---------- INPUT ----------

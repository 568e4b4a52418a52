#[cfg(test)]
mod integration_test;

use std::sync::Arc;

use dao_impl_sqlite::{
    holiday::HolidayDaoImpl, pass::PassDaoImpl, user_info::UserInfoDaoImpl, work::WorkDaoImpl,
};
use sqlx::SqlitePool;

type WorkDao = WorkDaoImpl;
type PassDao = PassDaoImpl;
type HolidayDao = HolidayDaoImpl;
type UserInfoDao = UserInfoDaoImpl;

type ClockService = service_impl::clock::ClockServiceImpl;
type UuidService = service_impl::uuid_service::UuidServiceImpl;
type ConfigService = service_impl::config::ConfigServiceImpl;
type PermissionService = service_impl::permission::PermissionServiceImpl<UserInfoDao>;
type UserInfoService =
    service_impl::user_info::UserInfoServiceImpl<UserInfoDao, PermissionService>;
type WorkService = service_impl::work::WorkServiceImpl<
    WorkDao,
    PassDao,
    HolidayDao,
    UserInfoService,
    PermissionService,
    ClockService,
    UuidService,
>;
type PassService = service_impl::pass::PassServiceImpl<PassDao, PermissionService, ClockService>;
type ExportService = service_impl::export::ExportServiceImpl<WorkService, UserInfoService>;
type MonthHtmlService = service_impl::month_html::MonthHtmlServiceImpl<
    WorkService,
    UserInfoService,
    PermissionService,
    ConfigService,
    ClockService,
>;

#[derive(Clone)]
pub struct RestStateImpl {
    work_service: Arc<WorkService>,
    user_info_service: Arc<UserInfoService>,
    pass_service: Arc<PassService>,
    export_service: Arc<ExportService>,
    month_html_service: Arc<MonthHtmlService>,
    clock_service: Arc<ClockService>,
}

impl rest::RestStateDef for RestStateImpl {
    type WorkService = WorkService;
    type UserInfoService = UserInfoService;
    type PassService = PassService;
    type ExportService = ExportService;
    type MonthHtmlService = MonthHtmlService;
    type ClockService = ClockService;

    fn work_service(&self) -> Arc<Self::WorkService> {
        self.work_service.clone()
    }
    fn user_info_service(&self) -> Arc<Self::UserInfoService> {
        self.user_info_service.clone()
    }
    fn pass_service(&self) -> Arc<Self::PassService> {
        self.pass_service.clone()
    }
    fn export_service(&self) -> Arc<Self::ExportService> {
        self.export_service.clone()
    }
    fn month_html_service(&self) -> Arc<Self::MonthHtmlService> {
        self.month_html_service.clone()
    }
    fn clock_service(&self) -> Arc<Self::ClockService> {
        self.clock_service.clone()
    }
}

impl RestStateImpl {
    pub fn new(pool: Arc<SqlitePool>) -> Self {
        let work_dao = Arc::new(WorkDaoImpl::new(pool.clone()));
        let pass_dao = Arc::new(PassDaoImpl::new(pool.clone()));
        let holiday_dao = Arc::new(HolidayDaoImpl::new(pool.clone()));
        let user_info_dao = Arc::new(UserInfoDaoImpl::new(pool.clone()));

        let clock_service = Arc::new(service_impl::clock::ClockServiceImpl);
        let uuid_service = Arc::new(service_impl::uuid_service::UuidServiceImpl);
        let config_service = Arc::new(service_impl::config::ConfigServiceImpl);
        let permission_service = Arc::new(
            service_impl::permission::PermissionServiceImpl::new(user_info_dao.clone()),
        );
        let user_info_service = Arc::new(service_impl::user_info::UserInfoServiceImpl::new(
            user_info_dao.clone(),
            permission_service.clone(),
        ));
        let work_service = Arc::new(service_impl::work::WorkServiceImpl::new(
            work_dao.clone(),
            pass_dao.clone(),
            holiday_dao.clone(),
            user_info_service.clone(),
            permission_service.clone(),
            clock_service.clone(),
            uuid_service.clone(),
        ));
        let pass_service = Arc::new(service_impl::pass::PassServiceImpl::new(
            pass_dao.clone(),
            permission_service.clone(),
            clock_service.clone(),
        ));
        let export_service = Arc::new(service_impl::export::ExportServiceImpl::new(
            work_service.clone(),
            user_info_service.clone(),
        ));
        let month_html_service = Arc::new(service_impl::month_html::MonthHtmlServiceImpl::new(
            work_service.clone(),
            user_info_service.clone(),
            permission_service.clone(),
            config_service.clone(),
            clock_service.clone(),
        ));

        Self {
            work_service,
            user_info_service,
            pass_service,
            export_service,
            month_html_service,
            clock_service,
        }
    }
}

#[tokio::main]
async fn main() {
    let version = env!("CARGO_PKG_VERSION");

    let subscriber = tracing_subscriber::FmtSubscriber::builder()
        .with_max_level(tracing::Level::INFO)
        .pretty()
        .with_file(true)
        .finish();
    tracing::subscriber::set_global_default(subscriber).expect("setting default subscriber failed");

    tracing::info!("Worktime backend version: {}", version);
    dotenvy::dotenv().ok();
    let database_url = std::env::var("DATABASE_URL")
        .unwrap_or_else(|_| "sqlite:./localdb.sqlite3".to_string());
    let pool = Arc::new(
        SqlitePool::connect(&database_url)
            .await
            .expect("Could not connect to database"),
    );

    sqlx::migrate!("../migrations/sqlite")
        .run(pool.as_ref())
        .await
        .expect("Failed to run migrations");

    let rest_state = RestStateImpl::new(pool.clone());
    let bind_address =
        std::env::var("BIND_ADDRESS").unwrap_or_else(|_| "0.0.0.0:3000".to_string());
    rest::start_server(&bind_address, rest_state).await;
}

----------

> **EXERCISE PROMPT**
I'd like the records returned exactly as they were written, please.

> **TASK RESPONSE**
repository 568e4b4a52418a52
#[cfg(test)]
mod integration_test;

use std::sync::Arc;

use dao_impl_sqlite::{
    holiday::HolidayDaoImpl, pass::PassDaoImpl, user_info::UserInfoDaoImpl, work::WorkDaoImpl,
};
use sqlx::SqlitePool;

type WorkDao = WorkDaoImpl;
type PassDao = PassDaoImpl;
type HolidayDao = HolidayDaoImpl;
type UserInfoDao = UserInfoDaoImpl;

type ClockService = service_impl::clock::ClockServiceImpl;
type UuidService = service_impl::uuid_service::UuidServiceImpl;
type ConfigService = service_impl::config::ConfigServiceImpl;
type PermissionService = service_impl::permission::PermissionServiceImpl<UserInfoDao>;
type UserInfoService =
    service_impl::user_info::UserInfoServiceImpl<UserInfoDao, PermissionService>;
type WorkService = service_impl::work::WorkServiceImpl<
    WorkDao,
    PassDao,
    HolidayDao,
    UserInfoService,
    PermissionService,
    ClockService,
    UuidService,
>;
type PassService = service_impl::pass::PassServiceImpl<PassDao, PermissionService, ClockService>;
type ExportService = service_impl::export::ExportServiceImpl<WorkService, UserInfoService>;
type MonthHtmlService = service_impl::month_html::MonthHtmlServiceImpl<
    WorkService,
    UserInfoService,
    PermissionService,
    ConfigService,
    ClockService,
>;

#[derive(Clone)]
pub struct RestStateImpl {
    work_service: Arc<WorkService>,
    user_info_service: Arc<UserInfoService>,
    pass_service: Arc<PassService>,
    export_service: Arc<ExportService>,
    month_html_service: Arc<MonthHtmlService>,
    clock_service: Arc<ClockService>,
}

impl rest::RestStateDef for RestStateImpl {
    type WorkService = WorkService;
    type UserInfoService = UserInfoService;
    type PassService = PassService;
    type ExportService = ExportService;
    type MonthHtmlService = MonthHtmlService;
    type ClockService = ClockService;

    fn work_service(&self) -> Arc<Self::WorkService> {
        self.work_service.clone()
    }
    fn user_info_service(&self) -> Arc<Self::UserInfoService> {
        self.user_info_service.clone()
    }
    fn pass_service(&self) -> Arc<Self::PassService> {
        self.pass_service.clone()
    }
    fn export_service(&self) -> Arc<Self::ExportService> {
        self.export_service.clone()
    }
    fn month_html_service(&self) -> Arc<Self::MonthHtmlService> {
        self.month_html_service.clone()
    }
    fn clock_service(&self) -> Arc<Self::ClockService> {
        self.clock_service.clone()
    }
}

impl RestStateImpl {
    pub fn new(pool: Arc<SqlitePool>) -> Self {
        let work_dao = Arc::new(WorkDaoImpl::new(pool.clone()));
        let pass_dao = Arc::new(PassDaoImpl::new(pool.clone()));
        let holiday_dao = Arc::new(HolidayDaoImpl::new(pool.clone()));
        let user_info_dao = Arc::new(UserInfoDaoImpl::new(pool.clone()));

        let clock_service = Arc::new(service_impl::clock::ClockServiceImpl);
        let uuid_service = Arc::new(service_impl::uuid_service::UuidServiceImpl);
        let config_service = Arc::new(service_impl::config::ConfigServiceImpl);
        let permission_service = Arc::new(
            service_impl::permission::PermissionServiceImpl::new(user_info_dao.clone()),
        );
        let user_info_service = Arc::new(service_impl::user_info::UserInfoServiceImpl::new(
            user_info_dao.clone(),
            permission_service.clone(),
        ));
        let work_service = Arc::new(service_impl::work::WorkServiceImpl::new(
            work_dao.clone(),
            pass_dao.clone(),
            holiday_dao.clone(),
            user_info_service.clone(),
            permission_service.clone(),
            clock_service.clone(),
            uuid_service.clone(),
        ));
        let pass_service = Arc::new(service_impl::pass::PassServiceImpl::new(
            pass_dao.clone(),
            permission_service.clone(),
            clock_service.clone(),
        ));
        let export_service = Arc::new(service_impl::export::ExportServiceImpl::new(
            work_service.clone(),
            user_info_service.clone(),
        ));
        let month_html_service = Arc::new(service_impl::month_html::MonthHtmlServiceImpl::new(
            work_service.clone(),
            user_info_service.clone(),
            permission_service.clone(),
            config_service.clone(),
            clock_service.clone(),
        ));

        Self {
            work_service,
            user_info_service,
            pass_service,
            export_service,
            month_html_service,
            clock_service,
        }
    }
}

#[tokio::main]
async fn main() {
    let version = env!("CARGO_PKG_VERSION");

    let subscriber = tracing_subscriber::FmtSubscriber::builder()
        .with_max_level(tracing::Level::INFO)
        .pretty()
        .with_file(true)
        .finish();
    tracing::subscriber::set_global_default(subscriber).expect("setting default subscriber failed");

    tracing::info!("Worktime backend version: {}", version);
    dotenvy::dotenv().ok();
    let database_url = std::env::var("DATABASE_URL")
        .unwrap_or_else(|_| "sqlite:./localdb.sqlite3".to_string());
    let pool = Arc::new(
        SqlitePool::connect(&database_url)
            .await
            .expect("Could not connect to database"),
    );

    sqlx::migrate!("../migrations/sqlite")
        .run(pool.as_ref())
        .await
        .expect("Failed to run migrations");

    let rest_state = RestStateImpl::new(pool.clone());
    let bind_address =
        std::env::var("BIND_ADDRESS").unwrap_or_else(|_| "0.0.0.0:3000".to_string());
    rest::start_server(&bind_address, rest_state).await;
}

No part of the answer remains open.